Ora facciamo un salto in avanti, come abbiamo visto il tempo compie. Miracoli a Venezia. Eccoci di nuovo con il nostro sasso liscio sulla riva di Venezia, di fronte a Murano. Stringerlo fra indice e pollice e tiralo forte sulla laguna, verso l'isola di Vetro, facendolo schizzare a pelo d'acqua. Murano è troppo lontana perché il sasso possa arrivarci, ma qui si gioca con regole diverse. Con un solo salto, balza in avanti di ottant'anni. Seduta al suo tavolinetto in un angolo della cucina, Orsola Rosso gira e rigira sulla fiamma una perla verde di vetro satinato. A un tratto solleva lo sguardo e non siamo più nel 1494, ma nel 1574. (p. 76)
Attraverso "la strategia del sasso", capitolo dopo capitolo, il lettore compie questi balzi temporali, che consentono ai protagonisti di invecchiare a tempo normale, e alla Storia di fluire con balzi di secoli. Questa idea, scelta da Chevalier per non scrivere una saga familiare tradizionale, fa sì che gli stessi personaggi cavalchino i cambiamenti della Storia: dal Rinascimento a Napoleone Bonaparte, dalla Repubblica di Venezia al Lombardo Veneto, alla Prima guerra mondiale.

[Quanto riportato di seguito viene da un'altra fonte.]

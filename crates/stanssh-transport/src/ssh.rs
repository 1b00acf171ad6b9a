//! ssh2-backed `RemoteShell` implementation.
//!
//! libssh2 is a blocking library; every call into it runs inside
//! `tokio::task::spawn_blocking`. One `SshConnection` wraps one
//! authenticated session and must not be shared across concurrent
//! operations (the inner mutex serializes them).

use std::io::{Read, Write};
use std::net::{TcpStream, ToSocketAddrs};
use std::path::Path;
use std::sync::{Arc, Mutex};
use std::time::{Duration, Instant};

use async_trait::async_trait;
use ssh2::Session;
use tracing::{debug, info};

use crate::endpoint::RemoteEndpoint;
use crate::error::{TransportError, TransportResult};
use crate::retry::{self, RetryPolicy};
use crate::shell::{CommandOutput, RemoteShell};

/// TCP connect timeout for the initial handshake.
const CONNECT_TIMEOUT: Duration = Duration::from_secs(10);

/// An authenticated SSH session to one remote host.
pub struct SshConnection {
    endpoint: RemoteEndpoint,
    session: Arc<Mutex<Session>>,
}

impl SshConnection {
    /// Open and authenticate a session against the endpoint.
    ///
    /// Fails with `TransportError::Connection` when the host is unreachable
    /// or the handshake times out, `TransportError::Authentication` when the
    /// key is rejected.
    pub async fn open(endpoint: RemoteEndpoint) -> TransportResult<Self> {
        let ep = endpoint.clone();
        let session = tokio::task::spawn_blocking(move || open_blocking(&ep))
            .await
            .map_err(join_error)??;

        info!(event = "transport.connected", endpoint = %endpoint);
        Ok(Self {
            endpoint,
            session: Arc::new(Mutex::new(session)),
        })
    }

    /// Like [`SshConnection::open`], retrying transient connection failures
    /// with exponential backoff. Authentication failures are never retried.
    pub async fn open_with_retry(
        endpoint: RemoteEndpoint,
        policy: RetryPolicy,
    ) -> TransportResult<Self> {
        retry::retry_transient(&policy, || Self::open(endpoint.clone())).await
    }

    /// The endpoint this connection is bound to.
    pub fn endpoint(&self) -> &RemoteEndpoint {
        &self.endpoint
    }

    fn with_session<T, F>(&self, op: F) -> impl std::future::Future<Output = TransportResult<T>>
    where
        T: Send + 'static,
        F: FnOnce(&Session) -> TransportResult<T> + Send + 'static,
    {
        let session = Arc::clone(&self.session);
        async move {
            tokio::task::spawn_blocking(move || {
                let guard = session.lock().unwrap();
                op(&guard)
            })
            .await
            .map_err(join_error)?
        }
    }
}

#[async_trait]
impl RemoteShell for SshConnection {
    async fn upload_bytes(&self, bytes: &[u8], remote_path: &str) -> TransportResult<()> {
        let bytes = bytes.to_vec();
        let path = remote_path.to_string();
        debug!(event = "transport.upload", path = %path, size = bytes.len());
        self.with_session(move |sess| {
            let sftp = sess.sftp().map_err(|e| transfer_err(&path, e))?;
            let mut file = sftp
                .create(Path::new(&path))
                .map_err(|e| transfer_err(&path, e))?;
            file.write_all(&bytes).map_err(|e| transfer_err(&path, e))?;
            Ok(())
        })
        .await
    }

    async fn download_bytes(&self, remote_path: &str) -> TransportResult<Vec<u8>> {
        let path = remote_path.to_string();
        debug!(event = "transport.download", path = %path);
        self.with_session(move |sess| {
            let sftp = sess.sftp().map_err(|e| transfer_err(&path, e))?;
            let mut file = sftp
                .open(Path::new(&path))
                .map_err(|e| transfer_err(&path, e))?;
            let mut buf = Vec::new();
            file.read_to_end(&mut buf)
                .map_err(|e| transfer_err(&path, e))?;
            Ok(buf)
        })
        .await
    }

    async fn download_file(&self, remote_path: &str, local_path: &Path) -> TransportResult<()> {
        let bytes = self.download_bytes(remote_path).await?;
        std::fs::write(local_path, bytes)?;
        Ok(())
    }

    async fn run(&self, command: &str) -> TransportResult<CommandOutput> {
        let cmd = command.to_string();
        let ep = self.endpoint.clone();
        debug!(event = "transport.exec", command = %cmd);
        self.with_session(move |sess| {
            let start = Instant::now();
            let mut channel = sess
                .channel_session()
                .map_err(|e| connection_err(&ep, e.to_string()))?;
            channel
                .exec(&cmd)
                .map_err(|e| connection_err(&ep, e.to_string()))?;

            let mut stdout = String::new();
            channel
                .read_to_string(&mut stdout)
                .map_err(TransportError::Io)?;
            let mut stderr = String::new();
            channel
                .stderr()
                .read_to_string(&mut stderr)
                .map_err(TransportError::Io)?;

            channel
                .wait_close()
                .map_err(|e| connection_err(&ep, e.to_string()))?;
            let exit_code = channel
                .exit_status()
                .map_err(|e| connection_err(&ep, e.to_string()))?;
            let duration_ms = start.elapsed().as_millis() as u64;

            if exit_code != 0 {
                return Err(TransportError::RemoteExecution {
                    command: cmd,
                    exit_code,
                    stdout,
                    stderr,
                });
            }

            Ok(CommandOutput {
                exit_code,
                stdout,
                stderr,
                duration_ms,
            })
        })
        .await
    }

    async fn mkdir_all(&self, remote_path: &str) -> TransportResult<()> {
        let path = remote_path.to_string();
        self.with_session(move |sess| {
            let sftp = sess.sftp().map_err(|e| transfer_err(&path, e))?;
            for prefix in dir_prefixes(&path) {
                let dir = Path::new(&prefix);
                if sftp.stat(dir).is_err() {
                    sftp.mkdir(dir, 0o755)
                        .map_err(|e| transfer_err(&prefix, e))?;
                }
            }
            Ok(())
        })
        .await
    }

    async fn close(&self) -> TransportResult<()> {
        let ep = self.endpoint.clone();
        self.with_session(move |sess| {
            sess.disconnect(None, "session closed", None)
                .map_err(|e| connection_err(&ep, e.to_string()))
        })
        .await
    }
}

fn open_blocking(endpoint: &RemoteEndpoint) -> TransportResult<Session> {
    let addr = endpoint
        .address()
        .to_socket_addrs()
        .map_err(|e| connection_err(endpoint, e.to_string()))?
        .next()
        .ok_or_else(|| connection_err(endpoint, "address resolved to nothing".to_string()))?;

    let tcp = TcpStream::connect_timeout(&addr, CONNECT_TIMEOUT)
        .map_err(|e| connection_err(endpoint, e.to_string()))?;

    let mut session = Session::new().map_err(|e| connection_err(endpoint, e.to_string()))?;
    session.set_tcp_stream(tcp);
    session
        .handshake()
        .map_err(|e| connection_err(endpoint, e.to_string()))?;

    session
        .userauth_pubkey_file(
            &endpoint.username,
            None,
            &endpoint.key_path,
            endpoint.passphrase.as_deref(),
        )
        .map_err(|e| TransportError::Authentication {
            host: endpoint.host.clone(),
            username: endpoint.username.clone(),
            reason: e.to_string(),
        })?;

    if !session.authenticated() {
        return Err(TransportError::Authentication {
            host: endpoint.host.clone(),
            username: endpoint.username.clone(),
            reason: "key was not accepted".to_string(),
        });
    }

    Ok(session)
}

fn connection_err(endpoint: &RemoteEndpoint, reason: String) -> TransportError {
    TransportError::Connection {
        host: endpoint.host.clone(),
        port: endpoint.port,
        reason,
    }
}

/// Every directory prefix of `path`, shallowest first, keeping the path
/// relative when it was given relative.
fn dir_prefixes(path: &str) -> Vec<String> {
    let absolute = path.starts_with('/');
    let mut prefixes = Vec::new();
    let mut prefix = String::new();
    for part in path.split('/').filter(|p| !p.is_empty()) {
        if !prefix.is_empty() || absolute {
            prefix.push('/');
        }
        prefix.push_str(part);
        prefixes.push(prefix.clone());
    }
    prefixes
}

fn transfer_err(path: &str, err: impl std::fmt::Display) -> TransportError {
    TransportError::Transfer {
        path: path.to_string(),
        reason: err.to_string(),
    }
}

fn join_error(err: tokio::task::JoinError) -> TransportError {
    TransportError::Io(std::io::Error::new(std::io::ErrorKind::Other, err))
}

#[cfg(test)]
mod tests {
    use super::*;

    #[test]
    fn test_dir_prefixes_absolute() {
        assert_eq!(
            dir_prefixes("/tmp/stanssh/job-1"),
            vec!["/tmp", "/tmp/stanssh", "/tmp/stanssh/job-1"]
        );
    }

    #[test]
    fn test_dir_prefixes_keep_relative_roots_relative() {
        assert_eq!(
            dir_prefixes("stan-work/job-1"),
            vec!["stan-work", "stan-work/job-1"]
        );
    }

    #[test]
    fn test_dir_prefixes_ignore_doubled_separators() {
        assert_eq!(dir_prefixes("/tmp//stanssh/"), vec!["/tmp", "/tmp/stanssh"]);
    }
}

Tuttavia, proprio questa scelta è quella che, a mio avviso, ha tolto spessore alla psicologia dei personaggi: una donna del Rinascimento non pensa e non sente, non si comporta come una donna di fine Ottocento e la crescita individuale di Orsola rimane talmente universale da non appartenere a nessun secolo, e lei, come Antonio, Laura, Domenego, appaiono alla fine quasi personaggi disincarnati.
Sebbene la prosa di Tracy Chevalier sia come sempre precisa, descrittiva e pregiata nel rendere visibili gli ambienti, il contesto storico gioca la parte di una quinta teatrale, che a ogni balzo della pietra viene cambiata, lasciando gli attori immutati.
Questo ha creato dei momenti di stanchezza nella lettura e ben riuscito è l'ingresso di Giacomo Casanova, che davvero dà una scarica ai lettori - alle lettrici - con il suo corteggiamento a Orsola.
Alla fine troviamo una Venezia invasa dai turisti e colpita dal Covid. Durante il secondo lockdown, tornarono i delfini a Venezia, i delfini veri. Quelli di vetro erano il regalo che Antonio, l'unica vero amore di Orsola, fuggito lontano, le faceva recapitare tramite i Klingeberg.
Se i delfini di vetro mi sono giunti in tutti questi anni, pensa Orsola, se i delfini veri sono tornati a Venezia, perché non potrebbe tornare anche lui? È ciò che vuole pensare, la speranza cui è rimasta aggrappata in tutti questi anni, anche se sa che è irrazionale. (p. 390)
Tornerà qualcuno dal tempo della Storia? Dalla terraferma Orsola riuscirà ad avere altro, oltre che criptici doni in vetro?
Il lettore lo scoprirà solo alla fine.